Heart Valve Repair for Aortic Valve Stenosis Has Her Singing and Cooking: Rose’s Story

Rose Joubert loves to cook and sing. But aortic valve stenosis is a cruel disease to active people, sapping them of both stamina and strength. Joubert finally admitted to feeling sluggish and no longer able to sustain activity for very long, making even small dishes difficult, if not impossible. She thought her trouble might have been related to her loss of kidney function in 2004 and her subsequent three-times-a-week dialysis. “I thought, maybe this is just part of what’s going to happen to me,” Joubert explained.

Joubert also suspected the problem might have something to do with her heart because her mother had needed a triple-bypass operation when she was 87, but Joubert was only 70. “I couldn’t walk from the bedroom to the den without getting extremely tired,” Joubert said. “I’d feel like I’d been running a race, even when I was just walking to the car from the front door.” A Houston-area nurse, Linda James, suggested Joubert see Dr. Adnan Yousuf, a family medicine doctor at Houston Methodist. Joubert’s daughter, Bridgette Joubertjames, explained her mother’s problems to Dr. Yousuf. After evaluating Joubert himself, Dr. Yousuf referred her to Houston Methodist.

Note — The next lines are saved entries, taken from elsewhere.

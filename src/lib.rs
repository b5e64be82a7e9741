// Library root
// -----------
// Deploys a static directory to Firebase Hosting. The binary (`main.rs`)
// wires these modules together; the deploy flow itself lives in `deploy`
// and only depends on the `HostingApi` trait, so it can run against a fake
// API in tests.
//
// Module responsibilities:
// - `files`: walk the directory, gzip and hash every file.
// - `credentials`: service-account key to bearer token.
// - `api`: blocking HTTP client for the Hosting REST endpoints.
// - `deploy`: the ordered create/populate/upload/finalize/release flow.
// - `config`, `logging`, `cli`, `ui`: the command-line shell around it.
pub mod api;
pub mod cli;
pub mod config;
pub mod credentials;
pub mod deploy;
pub mod error;
pub mod files;
pub mod logging;
pub mod ui;

pub use api::{HostingApi, HostingClient};
pub use deploy::{DeployObserver, DeployReport, Deployer};
pub use error::{DeployError, Result};
pub use files::FileSet;
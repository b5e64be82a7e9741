// The deploy flow: authenticate, create version, populate files, upload
// the blobs the server is missing, finalize, release. Each step runs only
// after the previous one succeeded; the first failure ends the deploy.

use crate::api::HostingApi;
use crate::credentials::mask_token;
use crate::error::{DeployError, Result, Step};
use crate::files::FileSet;
use std::path::Path;
use tracing::{info, instrument};

/// Receives progress notifications while a deploy runs. All methods have
/// empty defaults so callers only implement what they display.
pub trait DeployObserver {
    fn authenticated(&mut self, _masked_token: &str) {}
    fn version_created(&mut self, _version_id: &str) {}
    fn files_populated(&mut self, _file_count: usize, _upload_required: usize) {}
    fn file_uploaded(&mut self, _index: usize, _file_count: usize, _hash: &str) {}
    fn finalized(&mut self, _version_id: &str) {}
    fn released(&mut self, _domain: &str) {}
}

/// Observer that ignores every notification.
pub struct Silent;

impl DeployObserver for Silent {}

/// Summary of a successful deploy.
#[derive(Debug, Clone, PartialEq, Eq)]
pub struct DeployReport {
    pub version_id: String,
    pub file_count: usize,
    pub uploaded: usize,
    pub domain: String,
    /// Release resource name, `sites/<site>/releases/<id>`.
    pub release: String,
}

pub struct Deployer<A: HostingApi> {
    api: A,
    site: String,
}

impl<A: HostingApi> Deployer<A> {
    /// `site` is the Hosting site name, the `site` in `site.web.app`.
    pub fn new(api: A, site: impl Into<String>) -> Self {
        Deployer {
            api,
            site: site.into(),
        }
    }

    pub fn into_api(self) -> A {
        self.api
    }

    pub fn is_valid(&self) -> bool {
        !self.site.trim().is_empty()
    }

    /// Build the manifest for `root` and push it as a new released version.
    #[instrument(skip(self, observer), fields(site = %self.site))]
    pub fn deploy(&mut self, root: &Path, observer: &mut dyn DeployObserver) -> Result<DeployReport> {
        if !self.is_valid() {
            return Err(DeployError::Config("site name is empty".into()));
        }

        let token = self.api.access_token()?;
        let masked = mask_token(&token);
        info!(token = %masked, "Authenticated");
        observer.authenticated(&masked);

        let version_id = self.api.create_version(&self.site)?;
        info!(%version_id, "Created version");
        observer.version_created(&version_id);

        let files = FileSet::from_dir(root)?;
        let populated = self
            .api
            .populate_files(&self.site, &version_id, &files.path_to_hash)?;
        let file_count = files.len();
        let required = populated.upload_required_hashes.len();
        info!(files = file_count, upload_required = required, "Populated files");
        observer.files_populated(file_count, required);

        let mut uploaded = 0;
        for hash in &populated.upload_required_hashes {
            let blob = files
                .blob(hash)
                .ok_or_else(|| DeployError::UnknownHash(Step::UploadFiles, hash.clone()))?;
            self.api.upload_file(&populated.upload_url, hash, blob)?;
            uploaded += 1;
            observer.file_uploaded(uploaded, file_count, hash);
        }
        info!(uploaded, "Uploaded files");

        self.api.finalize_version(&self.site, &version_id)?;
        info!(%version_id, "Finalized version");
        observer.finalized(&version_id);

        let release = self.api.release_version(&self.site, &version_id)?;
        let domain = format!("{}.web.app", self.site);
        info!(%domain, release = %release.name, "Released version");
        observer.released(&domain);

        Ok(DeployReport {
            version_id,
            file_count,
            uploaded,
            domain,
            release: release.name,
        })
    }
}
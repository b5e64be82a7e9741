// Configuration: layered deploy settings. Precedence, highest first:
// command-line flags, environment variables, the TOML config file,
// defaults.
//
//     site = "my-site"
//     public = "dist"
//     credentials = "service-account.json"
//
//     [logging]
//     level = "info"

use crate::api::DEFAULT_API_BASE;
use crate::error::{DeployError, Result};
use crate::logging::LoggingConfig;
use serde::{Deserialize, Serialize};
use std::collections::HashMap;
use std::path::{Path, PathBuf};

pub const CONFIG_FILE_NAME: &str = "firebase-deploy.toml";

pub const ENV_SITE: &str = "FIREBASE_SITE";
pub const ENV_CREDENTIALS: &str = "GOOGLE_APPLICATION_CREDENTIALS";
pub const ENV_TOKEN: &str = "FIREBASE_TOKEN";
pub const ENV_API_URL: &str = "FIREBASE_HOSTING_API_URL";

#[derive(Debug, Clone, PartialEq, Eq, Serialize, Deserialize)]
pub struct DeployConfig {
    /// Hosting site name (`<site>.web.app`).
    #[serde(default)]
    pub site: Option<String>,

    /// Directory to deploy.
    #[serde(default)]
    pub public: Option<PathBuf>,

    /// Service-account key file.
    #[serde(default)]
    pub credentials: Option<PathBuf>,

    /// Pre-issued access token; used instead of `credentials` when set.
    #[serde(default)]
    pub token: Option<String>,

    #[serde(default = "default_api_base")]
    pub api_base: String,

    #[serde(default)]
    pub logging: LoggingConfig,
}

fn default_api_base() -> String {
    DEFAULT_API_BASE.to_string()
}

impl Default for DeployConfig {
    fn default() -> Self {
        Self {
            site: None,
            public: None,
            credentials: None,
            token: None,
            api_base: default_api_base(),
            logging: LoggingConfig::default(),
        }
    }
}

/// Values given on the command line. `None` leaves the lower layers alone.
#[derive(Debug, Clone, Default)]
pub struct Overrides {
    pub site: Option<String>,
    pub public: Option<PathBuf>,
    pub credentials: Option<PathBuf>,
    pub token: Option<String>,
    pub api_base: Option<String>,
    pub log_level: Option<String>,
    pub log_format: Option<String>,
}

impl DeployConfig {
    pub fn from_toml(data: &str) -> Result<Self> {
        toml::from_str(data).map_err(|e| DeployError::Config(e.to_string()))
    }

    pub fn load_from_file(path: &Path) -> Result<Self> {
        let data = std::fs::read_to_string(path).map_err(|e| DeployError::io(path, e))?;
        let mut config = Self::from_toml(&data)?;
        // Relative paths in the file are relative to the file itself.
        if let Some(dir) = path.parent() {
            config.public = config.public.map(|p| dir.join(p));
            config.credentials = config.credentials.map(|p| dir.join(p));
        }
        Ok(config)
    }

    /// Load `explicit` if given, otherwise `firebase-deploy.toml` in `cwd`
    /// when it exists, otherwise defaults.
    pub fn load(explicit: Option<&Path>, cwd: &Path) -> Result<Self> {
        match explicit {
            Some(path) => Self::load_from_file(path),
            None => {
                let candidate = cwd.join(CONFIG_FILE_NAME);
                if candidate.is_file() {
                    Self::load_from_file(&candidate)
                } else {
                    Ok(Self::default())
                }
            }
        }
    }

    /// Apply environment variables from `env` on top of the file values.
    pub fn apply_env(&mut self, env: &HashMap<String, String>) {
        let get = |key: &str| env.get(key).filter(|v| !v.is_empty()).cloned();
        if let Some(site) = get(ENV_SITE) {
            self.site = Some(site);
        }
        // A key path from a higher layer displaces a token from a lower
        // one; a token in the same layer still wins.
        if let Some(path) = get(ENV_CREDENTIALS) {
            self.credentials = Some(PathBuf::from(path));
            self.token = None;
        }
        if let Some(token) = get(ENV_TOKEN) {
            self.token = Some(token);
        }
        if let Some(url) = get(ENV_API_URL) {
            self.api_base = url;
        }
    }

    pub fn apply_overrides(&mut self, o: Overrides) {
        if o.site.is_some() {
            self.site = o.site;
        }
        if o.public.is_some() {
            self.public = o.public;
        }
        if o.credentials.is_some() {
            self.credentials = o.credentials;
            self.token = None;
        }
        if o.token.is_some() {
            self.token = o.token;
        }
        if let Some(url) = o.api_base {
            self.api_base = url;
        }
        if let Some(level) = o.log_level {
            self.logging.level = level;
        }
        if let Some(format) = o.log_format {
            self.logging.format = format;
        }
    }

    /// Fall back to `<config_dir>/firebase-deploy/service-account.json`
    /// when no credentials or token were configured.
    pub fn apply_default_credentials(&mut self) {
        if self.credentials.is_some() || self.token.is_some() {
            return;
        }
        if let Some(path) = default_credentials_path().filter(|p| p.is_file()) {
            self.credentials = Some(path);
        }
    }

    /// Settings required before any network call is made.
    pub fn validate(&self) -> Result<()> {
        match self.site.as_deref().map(str::trim) {
            None | Some("") => return Err(DeployError::Config("site name is required".into())),
            Some(_) => {}
        }
        if self.credentials.is_none() && self.token.is_none() {
            return Err(DeployError::Config(format!(
                "no credentials: pass --credentials, set {} or {}",
                ENV_CREDENTIALS, ENV_TOKEN
            )));
        }
        if self.api_base.trim().is_empty() {
            return Err(DeployError::Config("API base URL is empty".into()));
        }
        self.logging.validate()
    }
}

pub fn default_credentials_path() -> Option<PathBuf> {
    dirs::config_dir().map(|d| d.join("firebase-deploy").join("service-account.json"))
}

Joubert scheduled her first consultation and, in collaboration with interventional cardiologists, Dr. Neal Kleiman and Dr. Stephen Little, her physician performed a series of tests to examine her heart and vascular tissue. The diagnosis was aortic valve stenosis, a narrowing of the valve that sits between the heart’s left ventricle and the aorta, the body’s biggest blood vessel. This is a relatively common problem as people age, with the aortic valve narrowing (stenosis) and causing the heart to exert significantly more stress in order to pump blood to the rest of the organs. Eventually, patients develop symptoms like fatigue, shortness of breath, chest pain or fainting. If not treated in a timely manner, aortic valve stenosis can lead to heart failure and sudden death.

Joubert’s doctors explained that, due to multiple risk factors, open heart surgery to repair the valve would be too risky. While Joubert had two strikes against her – age and being on dialysis – another approach was suggested. Houston Methodist had recently acquired a semi-synthetic valve, called the Sapien, which is put in place via a procedure called transcatheter aortic valve replacement (TAVR). Instead of relying on open-heart surgery, doctors move the valve through a small incision near the femoral artery, up through the aorta, to the problem valve. Once in place, the valve is expanded and begins working immediately.

Joubert visited Houston Methodist several times over the next weeks to undergo tests prior to the actual valve replacement procedure, which went perfectly. After a day in intensive care, Joubert already found she had the strength to sit up. “I didn't have any pain,” Joubert said of her brief time in the ICU, “Just a little discomfort.” When Joubertjames first saw her mother after the procedure, said she found her in a chair rather than in bed. “I came back to the hospital and found her talking and laughing with the nurses,” her daughter recalls. “I was amazed.”

Nurses worked with Joubert to get her on her feet and walking, which is now standard procedure for most cardiovascular surgery patients. “I had some help,” Joubert said. “But I was able to get up and down the hallway with a walker, which is more than I’d been able to do for two or three months.” Joubert was released from the hospital just four days after the procedure (open-heart surgery patients typically remain in the hospital for five to ten days) and was already looking forward to cooking her famous creole chicken and resuming her singing.